Os manuais de redação geralmente orientam para que se coloque o título depois de concluído o texto. Eu faço diferente. Logo que defino o tema a ser abordado, penso no título, que raramente é mudado após a conclusão.
Foi assim que lembrei de um refrão da música “Hoje”, da banda Camisa de Vênus, sucesso nos anos noventa, e peguei emprestado o verso que intitula este texto.
A letra da canção, de modo geral, na minha modesta interpretação, é uma crítica à vida moderna, cheia de tarefas intermináveis, e à confusão de ideias que todo o sistema causa nas mentes dos seres humanos, à mercê dos padrões capitalistas de estética, moda e da própria forma de viver.
Em meio a isso, a música faz menção à correria do dia a dia, motivada pelos inúmeros afazeres das pessoas na tentativa de enquadrarem-se naqueles padrões. Os pais com mais de um emprego, já que, para tonar possível tudo aquilo que é determinado, uma única fonte de renda não é suficiente.
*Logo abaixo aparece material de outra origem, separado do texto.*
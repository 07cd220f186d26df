//! Glyph info checks.

use fontdrasil::agl;

use crate::checks::CheckContext;
use crate::glyph::GlyphView;

/// The codepoint a `uniXXXX` name spells out.
fn codepoint_from_name(name: &str) -> Option<char> {
    let hex = name.strip_prefix("uni")?;
    if hex.len() != 4 || !hex.bytes().all(|b| b.is_ascii_hexdigit()) {
        return None;
    }
    u32::from_str_radix(hex, 16).ok().and_then(char::from_u32)
}

/// Advisory messages about the glyph's Unicode value.
///
/// `uniXXXX` names must spell out the glyph's codepoint. Any other name
/// is looked up in the Adobe Glyph List For New Fonts, whose answer (a
/// codepoint or none) must agree with the glyph.
pub fn unicode_value(glyph: &dyn GlyphView, cx: &CheckContext) -> Vec<String> {
    let mut messages = Vec::new();
    let unicode = glyph.unicode();
    if let Some(expected) = codepoint_from_name(glyph.name()) {
        if unicode != Some(expected) {
            messages.push("The Unicode value for this glyph does not match its name.".to_string());
        }
    } else if agl::char_for_agl_name(glyph.name()) != unicode {
        messages.push("The Unicode value for this glyph may not be correct.".to_string());
    }
    let Some(ch) = unicode else {
        return messages;
    };
    let mut others: Vec<&str> = cx
        .font
        .glyphs_for_unicode(ch)
        .into_iter()
        .filter(|name| *name != glyph.name())
        .collect();
    if !others.is_empty() {
        others.sort_unstable();
        messages.push(format!(
            "The Unicode for this glyph is also used by: {}.",
            others.join(" ")
        ));
    }
    messages
}
// ── Overlaps ────────────────────────────────────────────────

/// Flag glyphs where overlap removal would merge away many contours.
///
/// Not applicable without an overlap removal collaborator.
pub fn contour_count(glyph: &dyn GlyphView, cx: &CheckContext) -> Option<String> {
    let remover = cx.overlap_remover?;
    let count = glyph.contour_count();
    let remaining = remover.remove_overlap(glyph).len();
    (count.saturating_sub(remaining) > cx.config.overlap_contour_excess)
        .then(|| "This glyph has an unusually high number of overlapping contours.".to_string())
}
//! outlinecheck: geometric defect detection for glyph outlines.
//!
//! Runs a fixed set of analyzers over the contours, components and
//! metrics of font glyphs and reports points, segments and contours that
//! look like drawing mistakes: stray points, near-miss angles, crossed or
//! uneven handles, missing extrema, duplicated contours and so on.
//!
//! # Example
//!
//! ```no_run
//! use outlinecheck::{test_font, CheckConfig, FontRunOptions, TestSelection};
//! use std::path::Path;
//!
//! let font = outlinecheck::ufo::load(Path::new("MyFont.ufo"))?;
//! let report = test_font(&font, &TestSelection::all(), &CheckConfig::default(), FontRunOptions::default())?;
//! println!("{}", serde_json::to_string_pretty(&report)?);
//! # Ok::<(), Box<dyn std::error::Error>>(())
//! ```

#![forbid(unsafe_code)]

mod geom;

pub mod cache;
pub mod checks;
pub mod config;
pub mod contour;
pub mod error;
pub mod extrema;
pub mod font;
pub mod glyph;
pub mod registry;
pub mod report;

#[cfg(feature = "ufo")]
pub mod ufo;

// Re-export kurbo so downstream users get the same geometry types.
pub use kurbo;

pub use cache::ReportCache;
pub use checks::CheckContext;
pub use config::CheckConfig;
pub use contour::{Contour, ContourPoint, ContourView, PointType, Segment, SegmentKind};
pub use error::CheckError;
pub use font::{Font, FontInfo, FontView};
pub use glyph::{Anchor, Component, Glyph, GlyphView};
pub use registry::{Level, TestDef, TestId, TestSelection, TEST_DEFS};
pub use report::{
    test_font, test_glyph, Finding, FontReport, FontRunOptions, GlyphReport, OverlapRemover,
    TestResult,
};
Os filhos matriculados em escolas que oferecem mais tempo de estudo, além dos cursos de informática, judô, futebol, balé, piano, inglês, raciocínio lógico, arco e flecha, e mais todo tipo de atividade que o desejo dos provedores achar importante.
Em meio a tantos compromissos, parece que um dia de vinte e quatro horas não é suficiente. A sensação é a de sempre estar atrasado e da necessidade de acelerar para não perder tempo e a hora marcada dos afazeres.
Provavelmente, talvez, quem sabe, seja um dos motivos pelo atraso dos participantes em eventos coletivos, como reuniões, missa, culto, apresentações culturais e tantos outros. Felizmente, isso ocorre com a minoria dos participantes, no entanto, frequentemente, é a justificativa para o atraso do próprio evento.
Ora, se o evento está marcado para ocorrer em um determinado horário, conclui-se que o horário divulgado é aquele que indica seu início, assim, os participantes devem chegar minutos antes, pois a hora estabelecida não se trata do horário de chegada, mas do momento de começar do evento.
O que acontece, contudo, na maioria dos casos, é que o responsável pelo evento costuma atrasar seu início aguardando a chegada dos participantes atrasados, em desrespeito àqueles que já estão no local e chegaram no horário estabelecido. Por outro lado, as pessoas que se atrasam têm como desculpa pronta e sedimentada o fato de que o evento nunca começa na hora marcada.
Ao que parece, um espera o outro e vice-versa, sendo o atraso, o problema central, uma desculpa ou justificativa cuja responsabilidade sempre é delegada à parte adversa.
Eu poderia enumerar aqui os atrasos que habitualmente ocorrem nos eventos coletivos, classificando-os por tipo e frequência, que nesse último quesito, começaria pelos religiosos, onde os atrasos são poucos ou quase inexistentes, avançando para os culturais e de entretenimento e finalizando com os sociais e da esfera política. Só não o farei porque preciso finalizar o texto. Não vai dar para escrever mais, tenho muita coisa a fazer e hoje eu tô atrasado.
Sérgio Piva
s.piva@hotmail.com
PS – Em tempos de quarenta e isolamento social, quando os eventos estão sendo realizado online por meio das plataformas digitais, não há atrasos. Quem sabe isso se torne um aprendizado entre tantos outros que poderão permanecer. Com ênfase no poderão.
PPS – Esse texto é uma republicação. Se até a Globo está reprisando quase tudo, quem sou eu para querer ser sempre inédito.